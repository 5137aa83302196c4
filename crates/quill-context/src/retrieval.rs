//! Retrieval index over source documents.
//!
//! Source documents (remote pages, uploaded files) are chunked, embedded,
//! and searched by brute-force cosine similarity. The collection is rebuilt
//! wholesale on every `index` call; there is no incremental upsert. Loading
//! and fetching the documents themselves happens outside this crate.

use std::collections::hash_map::DefaultHasher;
use std::hash::{Hash, Hasher};
use std::sync::RwLock;

use async_trait::async_trait;

use quill_core::error::{QuillError, Result};

/// Characters per chunk fed to the embedding service.
const CHUNK_SIZE: usize = 512;

/// One source document to be indexed.
#[derive(Debug, Clone)]
pub struct SourceDocument {
    /// Where the body came from (URL or file name).
    pub origin: String,
    pub body: String,
}

impl SourceDocument {
    pub fn new(origin: impl Into<String>, body: impl Into<String>) -> Self {
        Self {
            origin: origin.into(),
            body: body.into(),
        }
    }
}

/// One retrieved chunk.
#[derive(Debug, Clone)]
pub struct Chunk {
    pub content: String,
    pub origin: String,
    /// Cosine similarity to the query (0.0 to 1.0 for unit vectors).
    pub score: f64,
}

/// Retrieval collaborator seam.
#[async_trait]
pub trait Retriever: Send + Sync {
    /// Replace the entire collection with chunks from `documents`.
    /// Returns the number of chunks indexed.
    async fn index(&self, documents: &[SourceDocument]) -> Result<usize>;

    /// Return the top-`k` most relevant chunks for `query`, best first.
    async fn retrieve(&self, query: &str, k: usize) -> Result<Vec<Chunk>>;
}

/// Text-embedding seam.
#[async_trait]
pub trait EmbeddingService: Send + Sync {
    async fn embed(&self, text: &str) -> Result<Vec<f32>>;
    fn dimensions(&self) -> usize;
}

/// Deterministic feature-hashing embedding.
///
/// Each lowercased token is hashed into one of 384 buckets; the bucket
/// counts are L2-normalized. Identical inputs always produce identical
/// vectors, and texts sharing vocabulary score higher than unrelated ones,
/// which is enough signal for small corpora without a model download.
#[derive(Debug, Clone, Default)]
pub struct HashedEmbedding;

impl HashedEmbedding {
    pub fn new() -> Self {
        Self
    }

    fn hash_to_vector(text: &str) -> Vec<f32> {
        let mut result = vec![0.0f32; 384];
        for token in text
            .split(|c: char| !c.is_alphanumeric())
            .filter(|t| !t.is_empty())
        {
            let mut hasher = DefaultHasher::new();
            token.to_lowercase().hash(&mut hasher);
            let bucket = (hasher.finish() % 384) as usize;
            result[bucket] += 1.0;
        }

        // L2-normalize to unit vectors so cosine reduces to a dot product.
        let norm: f32 = result.iter().map(|v| v * v).sum::<f32>().sqrt();
        if norm > 0.0 {
            for val in &mut result {
                *val /= norm;
            }
        }
        result
    }
}

#[async_trait]
impl EmbeddingService for HashedEmbedding {
    async fn embed(&self, text: &str) -> Result<Vec<f32>> {
        if text.is_empty() {
            return Err(QuillError::Retrieval("Cannot embed empty text".to_string()));
        }
        Ok(Self::hash_to_vector(text))
    }

    fn dimensions(&self) -> usize {
        384
    }
}

struct IndexedChunk {
    content: String,
    origin: String,
    embedding: Vec<f32>,
}

/// In-memory retriever using brute-force cosine similarity.
///
/// All operations are O(n) over the chunk count, acceptable for the small
/// corpora this application indexes.
pub struct MemoryRetriever {
    embedder: Box<dyn EmbeddingService>,
    chunks: RwLock<Vec<IndexedChunk>>,
}

impl MemoryRetriever {
    pub fn new(embedder: impl EmbeddingService + 'static) -> Self {
        Self {
            embedder: Box::new(embedder),
            chunks: RwLock::new(Vec::new()),
        }
    }

    /// Number of chunks currently indexed.
    pub fn len(&self) -> usize {
        self.chunks.read().map(|c| c.len()).unwrap_or(0)
    }

    pub fn is_empty(&self) -> bool {
        self.len() == 0
    }
}

#[async_trait]
impl Retriever for MemoryRetriever {
    async fn index(&self, documents: &[SourceDocument]) -> Result<usize> {
        let mut rebuilt = Vec::new();
        for document in documents {
            for piece in chunk_text(&document.body, CHUNK_SIZE) {
                let embedding = self.embedder.embed(&piece).await?;
                rebuilt.push(IndexedChunk {
                    content: piece,
                    origin: document.origin.clone(),
                    embedding,
                });
            }
        }

        let count = rebuilt.len();
        let mut chunks = self
            .chunks
            .write()
            .map_err(|e| QuillError::Retrieval(format!("Index lock poisoned: {}", e)))?;
        *chunks = rebuilt;
        tracing::info!(chunks = count, documents = documents.len(), "Retrieval index rebuilt");
        Ok(count)
    }

    async fn retrieve(&self, query: &str, k: usize) -> Result<Vec<Chunk>> {
        let query_vec = self.embedder.embed(query).await?;

        let chunks = self
            .chunks
            .read()
            .map_err(|e| QuillError::Retrieval(format!("Index lock poisoned: {}", e)))?;

        let mut scored: Vec<Chunk> = chunks
            .iter()
            .map(|chunk| Chunk {
                content: chunk.content.clone(),
                origin: chunk.origin.clone(),
                score: cosine_similarity(&query_vec, &chunk.embedding),
            })
            .collect();

        scored.sort_by(|a, b| b.score.partial_cmp(&a.score).unwrap_or(std::cmp::Ordering::Equal));
        scored.truncate(k);
        Ok(scored)
    }
}

/// Split text into fixed-size character chunks on whitespace boundaries
/// where possible.
fn chunk_text(text: &str, size: usize) -> Vec<String> {
    let trimmed = text.trim();
    if trimmed.is_empty() {
        return Vec::new();
    }

    let mut chunks = Vec::new();
    let mut current = String::new();
    for word in trimmed.split_whitespace() {
        if !current.is_empty() && current.len() + word.len() + 1 > size {
            chunks.push(std::mem::take(&mut current));
        }
        if !current.is_empty() {
            current.push(' ');
        }
        // A single over-long token becomes its own chunk rather than being split.
        current.push_str(word);
    }
    if !current.is_empty() {
        chunks.push(current);
    }
    chunks
}

fn cosine_similarity(a: &[f32], b: &[f32]) -> f64 {
    if a.len() != b.len() {
        return 0.0;
    }

    let dot: f64 = a
        .iter()
        .zip(b.iter())
        .map(|(x, y)| (*x as f64) * (*y as f64))
        .sum();

    let mag_a: f64 = a.iter().map(|x| (*x as f64).powi(2)).sum::<f64>().sqrt();
    let mag_b: f64 = b.iter().map(|x| (*x as f64).powi(2)).sum::<f64>().sqrt();

    if mag_a == 0.0 || mag_b == 0.0 {
        return 0.0;
    }

    dot / (mag_a * mag_b)
}

// =============================================================================
// Tests
// =============================================================================

#[cfg(test)]
mod tests {
    use super::*;

    #[tokio::test]
    async fn test_embedding_deterministic() {
        let service = HashedEmbedding::new();
        let v1 = service.embed("same text").await.unwrap();
        let v2 = service.embed("same text").await.unwrap();
        assert_eq!(v1, v2);
        assert_eq!(v1.len(), 384);
    }

    #[tokio::test]
    async fn test_embedding_rejects_empty() {
        let service = HashedEmbedding::new();
        assert!(service.embed("").await.is_err());
    }

    #[tokio::test]
    async fn test_shared_vocabulary_scores_higher() {
        let a = HashedEmbedding::hash_to_vector("rust borrow checker ownership");
        let b = HashedEmbedding::hash_to_vector("the rust borrow checker");
        let c = HashedEmbedding::hash_to_vector("pineapple pizza recipes");
        assert!(cosine_similarity(&a, &b) > cosine_similarity(&a, &c));
    }

    #[tokio::test]
    async fn test_index_and_retrieve() {
        let retriever = MemoryRetriever::new(HashedEmbedding::new());
        let docs = vec![
            SourceDocument::new("a.txt", "The deployment pipeline runs nightly."),
            SourceDocument::new("b.txt", "Cats sleep most of the day."),
        ];
        retriever.index(&docs).await.unwrap();
        assert_eq!(retriever.len(), 2);

        let hits = retriever.retrieve("when does the deployment run", 1).await.unwrap();
        assert_eq!(hits.len(), 1);
        assert_eq!(hits[0].origin, "a.txt");
    }

    #[tokio::test]
    async fn test_index_is_wholesale_rebuild() {
        let retriever = MemoryRetriever::new(HashedEmbedding::new());
        retriever
            .index(&[SourceDocument::new("old", "first generation content")])
            .await
            .unwrap();
        retriever
            .index(&[SourceDocument::new("new", "second generation content")])
            .await
            .unwrap();

        let hits = retriever.retrieve("generation content", 10).await.unwrap();
        assert_eq!(hits.len(), 1);
        assert_eq!(hits[0].origin, "new");
    }

    #[tokio::test]
    async fn test_retrieve_truncates_to_k() {
        let retriever = MemoryRetriever::new(HashedEmbedding::new());
        let docs: Vec<SourceDocument> = (0..5)
            .map(|i| SourceDocument::new(format!("doc{}", i), format!("content number {}", i)))
            .collect();
        retriever.index(&docs).await.unwrap();

        let hits = retriever.retrieve("content", 2).await.unwrap();
        assert_eq!(hits.len(), 2);
    }

    #[tokio::test]
    async fn test_retrieve_from_empty_index() {
        let retriever = MemoryRetriever::new(HashedEmbedding::new());
        let hits = retriever.retrieve("anything", 2).await.unwrap();
        assert!(hits.is_empty());
    }

    #[test]
    fn test_chunk_text_splits_long_input() {
        let word = "alpha ";
        let text = word.repeat(200); // ~1200 chars
        let chunks = chunk_text(&text, 512);
        assert!(chunks.len() > 1);
        assert!(chunks.iter().all(|c| c.len() <= 512));
    }

    #[test]
    fn test_chunk_text_empty() {
        assert!(chunk_text("   ", 512).is_empty());
    }

    #[test]
    fn test_cosine_mismatched_lengths() {
        assert_eq!(cosine_similarity(&[1.0, 0.0], &[1.0]), 0.0);
    }

    #[test]
    fn test_cosine_identical_unit_vectors() {
        let v = HashedEmbedding::hash_to_vector("hello world");
        assert!((cosine_similarity(&v, &v) - 1.0).abs() < 1e-6);
    }
}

#### Prompt
Check each line of the records above, and copy those that hold the word "hits".

#### Answer to this task
        let hits = retriever.retrieve("when does the deployment run", 1).await.unwrap();
        assert_eq!(hits.len(), 1);
        assert_eq!(hits[0].origin, "a.txt");
        let hits = retriever.retrieve("generation content", 10).await.unwrap();
        assert_eq!(hits.len(), 1);
        assert_eq!(hits[0].origin, "new");
        let hits = retriever.retrieve("content", 2).await.unwrap();
        assert_eq!(hits.len(), 2);
        let hits = retriever.retrieve("anything", 2).await.unwrap();
        assert!(hits.is_empty());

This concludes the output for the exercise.